Saturday, December 8, 2012; 1:52:51 PM Eastern
Idea for a new democracy
- This idea isn't for today's United States, but if we were to ever try to boot up a new democracy, I'd suggest thinking about only offering the vote to citizens who had served on a jury that reached a verdict.
- Then at least we'd get voters who understand how the government works. And maybe we'd actually get a government that tackles the real problems.
- For example, we need a decision on climate change, and we needed to start implementing it 20 years ago, long before the effects could be felt by voters.
- Even now, when the entire NYC metropolitan area was shut down by Sandy, things are returning to normal, and we are deciding to postpone change for another year, until next year's miracle happens. Sandy, imho, is as ominous as the attacks of 9/11 were.

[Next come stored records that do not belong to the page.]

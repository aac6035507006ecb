use indexmap::IndexMap;
use std::cmp::Ordering;
use std::sync::Arc;

use super::ast::BinaryOp;
use super::errors::EvalError;
use super::value::{map_get, numeric_cmp, Key, Value};

fn no_overload(op: BinaryOp, a: &Value, b: &Value) -> EvalError {
    EvalError::no_overload(&format!("_{}_", op.symbol()), &[a.type_name(), b.type_name()])
}

/// Ordering for `<`, `<=`, `>`, `>=`
pub fn compare(a: &Value, b: &Value) -> Result<Ordering, EvalError> {
    let ordering = match (a, b) {
        (Value::String(x), Value::String(y)) => Some(x.cmp(y)),
        (Value::Bytes(x), Value::Bytes(y)) => Some(x.cmp(y)),
        (Value::Bool(x), Value::Bool(y)) => Some(x.cmp(y)),
        _ if a.is_number() && b.is_number() => numeric_cmp(a, b),
        _ => return Err(no_overload(BinaryOp::Lt, a, b)),
    };
    // NaN compares as neither less nor greater
    ordering.ok_or_else(|| EvalError::InvalidArgument("NaN is not comparable".to_string()))
}

pub fn relation(op: BinaryOp, a: &Value, b: &Value) -> Result<Value, EvalError> {
    let result = match op {
        BinaryOp::Eq => a == b,
        BinaryOp::Ne => a != b,
        BinaryOp::Lt => compare(a, b)? == Ordering::Less,
        BinaryOp::Le => compare(a, b)? != Ordering::Greater,
        BinaryOp::Gt => compare(a, b)? == Ordering::Greater,
        BinaryOp::Ge => compare(a, b)? != Ordering::Less,
        BinaryOp::In => contains(b, a)?,
        _ => return Err(no_overload(op, a, b)),
    };
    Ok(Value::Bool(result))
}

/// `needle in haystack`
pub fn contains(haystack: &Value, needle: &Value) -> Result<bool, EvalError> {
    match haystack {
        Value::List(items) => Ok(items.iter().any(|item| item == needle)),
        Value::Map(entries) => Ok(Key::from_value(needle)
            .map_or(false, |key| map_get(entries, &key).is_some())),
        _ => Err(no_overload(BinaryOp::In, needle, haystack)),
    }
}

pub fn arithmetic(op: BinaryOp, a: &Value, b: &Value) -> Result<Value, EvalError> {
    match (op, a, b) {
        (BinaryOp::Add, Value::String(x), Value::String(y)) => {
            let mut s = String::with_capacity(x.len() + y.len());
            s.push_str(x);
            s.push_str(y);
            Ok(Value::String(s))
        }
        (BinaryOp::Add, Value::Bytes(x), Value::Bytes(y)) => {
            let mut v = x.clone();
            v.extend_from_slice(y);
            Ok(Value::Bytes(v))
        }
        (BinaryOp::Add, Value::List(x), Value::List(y)) => {
            let mut v = Vec::with_capacity(x.len() + y.len());
            v.extend(x.iter().cloned());
            v.extend(y.iter().cloned());
            Ok(Value::List(Arc::new(v)))
        }
        (_, Value::Int(x), Value::Int(y)) => int_op(op, *x, *y),
        (_, Value::UInt(x), Value::UInt(y)) => uint_op(op, *x, *y),
        _ if a.is_number() && b.is_number() => {
            // Mixed numeric kinds promote to double
            let x = a.as_f64().unwrap_or_default();
            let y = b.as_f64().unwrap_or_default();
            match op {
                BinaryOp::Add => Ok(Value::Double(x + y)),
                BinaryOp::Sub => Ok(Value::Double(x - y)),
                BinaryOp::Mul => Ok(Value::Double(x * y)),
                BinaryOp::Div => Ok(Value::Double(x / y)),
                _ => Err(no_overload(op, a, b)),
            }
        }
        _ => Err(no_overload(op, a, b)),
    }
}

fn int_op(op: BinaryOp, x: i64, y: i64) -> Result<Value, EvalError> {
    let overflow = || EvalError::Overflow("int".to_string());
    let result = match op {
        BinaryOp::Add => x.checked_add(y).ok_or_else(overflow)?,
        BinaryOp::Sub => x.checked_sub(y).ok_or_else(overflow)?,
        BinaryOp::Mul => x.checked_mul(y).ok_or_else(overflow)?,
        BinaryOp::Div => {
            if y == 0 {
                return Err(EvalError::DivisionByZero);
            }
            x.checked_div(y).ok_or_else(overflow)?
        }
        BinaryOp::Mod => {
            if y == 0 {
                return Err(EvalError::ModulusByZero);
            }
            x.checked_rem(y).ok_or_else(overflow)?
        }
        _ => return Err(no_overload(op, &Value::Int(x), &Value::Int(y))),
    };
    Ok(Value::Int(result))
}

fn uint_op(op: BinaryOp, x: u64, y: u64) -> Result<Value, EvalError> {
    let overflow = || EvalError::Overflow("uint".to_string());
    let result = match op {
        BinaryOp::Add => x.checked_add(y).ok_or_else(overflow)?,
        BinaryOp::Sub => x.checked_sub(y).ok_or_else(overflow)?,
        BinaryOp::Mul => x.checked_mul(y).ok_or_else(overflow)?,
        BinaryOp::Div => {
            if y == 0 {
                return Err(EvalError::DivisionByZero);
            }
            x / y
        }
        BinaryOp::Mod => {
            if y == 0 {
                return Err(EvalError::ModulusByZero);
            }
            x % y
        }
        _ => return Err(no_overload(op, &Value::UInt(x), &Value::UInt(y))),
    };
    Ok(Value::UInt(result))
}

pub fn negate(v: &Value) -> Result<Value, EvalError> {
    match v {
        Value::Int(i) => i
            .checked_neg()
            .map(Value::Int)
            .ok_or_else(|| EvalError::Overflow("int".to_string())),
        Value::Double(d) => Ok(Value::Double(-d)),
        other => Err(EvalError::no_overload("-_", &[other.type_name()])),
    }
}

/// Build a map literal, rejecting unsupported and repeated keys.
pub fn build_map(entries: Vec<(Value, Value)>) -> Result<Value, EvalError> {
    let mut map = IndexMap::with_capacity(entries.len());
    for (k, v) in entries {
        let key = Key::from_value(&k).ok_or_else(|| {
            EvalError::InvalidArgument(format!("unsupported key type: {}", k.type_name()))
        })?;
        if map.insert(key.clone(), v).is_some() {
            return Err(EvalError::InvalidArgument(format!("Failed with repeated key: {}", key)));
        }
    }
    Ok(Value::Map(Arc::new(map)))
}

/// `operand[index]`
pub fn index(operand: &Value, index: &Value) -> Result<Value, EvalError> {
    match operand {
        Value::List(items) => {
            let i = match index {
                Value::Int(i) => *i,
                Value::UInt(u) => i64::try_from(*u).unwrap_or(i64::MAX),
                Value::Double(d) if d.fract() == 0.0 => *d as i64,
                other => {
                    return Err(EvalError::no_overload("_[_]", &["list", other.type_name()]))
                }
            };
            usize::try_from(i)
                .ok()
                .and_then(|idx| items.get(idx))
                .cloned()
                .ok_or(EvalError::IndexOutOfRange {
                    index: i,
                    size: items.len(),
                })
        }
        Value::Map(entries) => {
            let key = Key::from_value(index).ok_or_else(|| {
                EvalError::no_overload("_[_]", &["map", index.type_name()])
            })?;
            map_get(entries, &key)
                .cloned()
                .ok_or_else(|| EvalError::NoSuchKey(key.to_string()))
        }
        other => Err(EvalError::no_overload("_[_]", &[other.type_name(), index.type_name()])),
    }
}

/// `operand.field`, or `has(operand.field)` when `test_only` is set.
pub fn select(operand: &Value, field: &str, test_only: bool) -> Result<Value, EvalError> {
    match operand {
        Value::Map(entries) => {
            let found = entries.get(&Key::String(field.to_string()));
            if test_only {
                return Ok(Value::Bool(found.is_some()));
            }
            found
                .cloned()
                .ok_or_else(|| EvalError::NoSuchKey(format!("{:?}", field)))
        }
        other => Err(EvalError::InvalidArgument(format!(
            "type '{}' does not support field selection ('{}')",
            other.type_name(),
            field
        ))),
    }
}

- Many things changed between 1776 and today. Instantaenous mass communication. Science appears to have conquered the elements. There's a sense that no matter what you see and hear and feel, that things can't really change that much.

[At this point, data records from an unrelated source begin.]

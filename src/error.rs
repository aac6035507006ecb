use thiserror::Error;

use crate::cel::{CheckError, CompileError, EnvError, EvalError, ParseError};
use crate::patch::PatchError;

/// Every way a single interceptor run can fail. All variants are terminal
/// for the run; [`InterceptorError::FilterRejected`] means "do not proceed"
/// rather than a fault.
#[derive(Debug, Error)]
pub enum InterceptorError {
    #[error("error reading request body: {0}")]
    BodyRead(#[from] std::io::Error),

    #[error("failed to parse the body as JSON: {0}")]
    MalformedBody(#[source] serde_json::Error),

    #[error("error creating cel environment: {0}")]
    EnvironmentConstruction(#[from] EnvError),

    #[error("failed to parse expression {expression:?}: {source}")]
    Parse {
        expression: String,
        #[source]
        source: ParseError,
    },

    #[error("expression {expression:?} check failed: {source}")]
    TypeCheck {
        expression: String,
        #[source]
        source: CheckError,
    },

    #[error("expression {expression:?} failed to create a Program: {source}")]
    Compile {
        expression: String,
        #[source]
        source: CompileError,
    },

    #[error("expression {expression:?} failed to evaluate: {source}")]
    Evaluation {
        expression: String,
        #[source]
        source: EvalError,
    },

    #[error("expression {expression} did not return true")]
    FilterRejected { expression: String },

    #[error("failed to convert overlay result for key '{key}' ({value_type}) to bytes: {message}")]
    Serialization {
        key: String,
        value_type: String,
        message: String,
    },

    #[error("failed to set overlay key '{key}': {source}")]
    PatchPath {
        key: String,
        #[source]
        source: PatchError,
    },
}

impl InterceptorError {
    /// True when the filter declined the request; callers usually treat this
    /// as a normal "no match" outcome.
    pub fn is_rejection(&self) -> bool {
        matches!(self, InterceptorError::FilterRejected { .. })
    }

    /// Name of the pipeline stage that failed
    pub fn stage(&self) -> &'static str {
        match self {
            InterceptorError::BodyRead(_) => "read",
            InterceptorError::MalformedBody(_) => "context",
            InterceptorError::EnvironmentConstruction(_) => "environment",
            InterceptorError::Parse { .. } => "parse",
            InterceptorError::TypeCheck { .. } => "check",
            InterceptorError::Compile { .. } => "compile",
            InterceptorError::Evaluation { .. } => "evaluate",
            InterceptorError::FilterRejected { .. } => "filter",
            InterceptorError::Serialization { .. } => "serialize",
            InterceptorError::PatchPath { .. } => "patch",
        }
    }
}

#[cfg(test)]
mod tests {
    use super::*;

    #[test]
    fn test_rejection_is_distinguished() {
        let rejected = InterceptorError::FilterRejected {
            expression: "body.x == 2".into(),
        };
        assert!(rejected.is_rejection());
        assert_eq!(rejected.stage(), "filter");
        assert_eq!(rejected.to_string(), "expression body.x == 2 did not return true");

        let fault = InterceptorError::Evaluation {
            expression: "1 / 0".into(),
            source: EvalError::DivisionByZero,
        };
        assert!(!fault.is_rejection());
        assert_eq!(fault.stage(), "evaluate");
    }

    #[test]
    fn test_messages_embed_expression() {
        let err = InterceptorError::TypeCheck {
            expression: "nope.x".into(),
            source: CheckError {
                issues: vec!["undeclared reference to 'nope'".into()],
            },
        };
        assert_eq!(
            err.to_string(),
            "expression \"nope.x\" check failed: undeclared reference to 'nope'"
        );
    }
}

- But things have changed hugely in the last couple of hundred years. And we, for the most, feel these changes were positive. But that's changing now too. We've run out of frontier. We've run out of space. And we're more efficient at creating and sustaining human life. But that may be about to change (probably is) -- and we can't react until -- when? Not clear.
- If jurors were making the decisions, we'd suck it in, figure it out and do what needed to be done. That's what jury duty teaches you to do.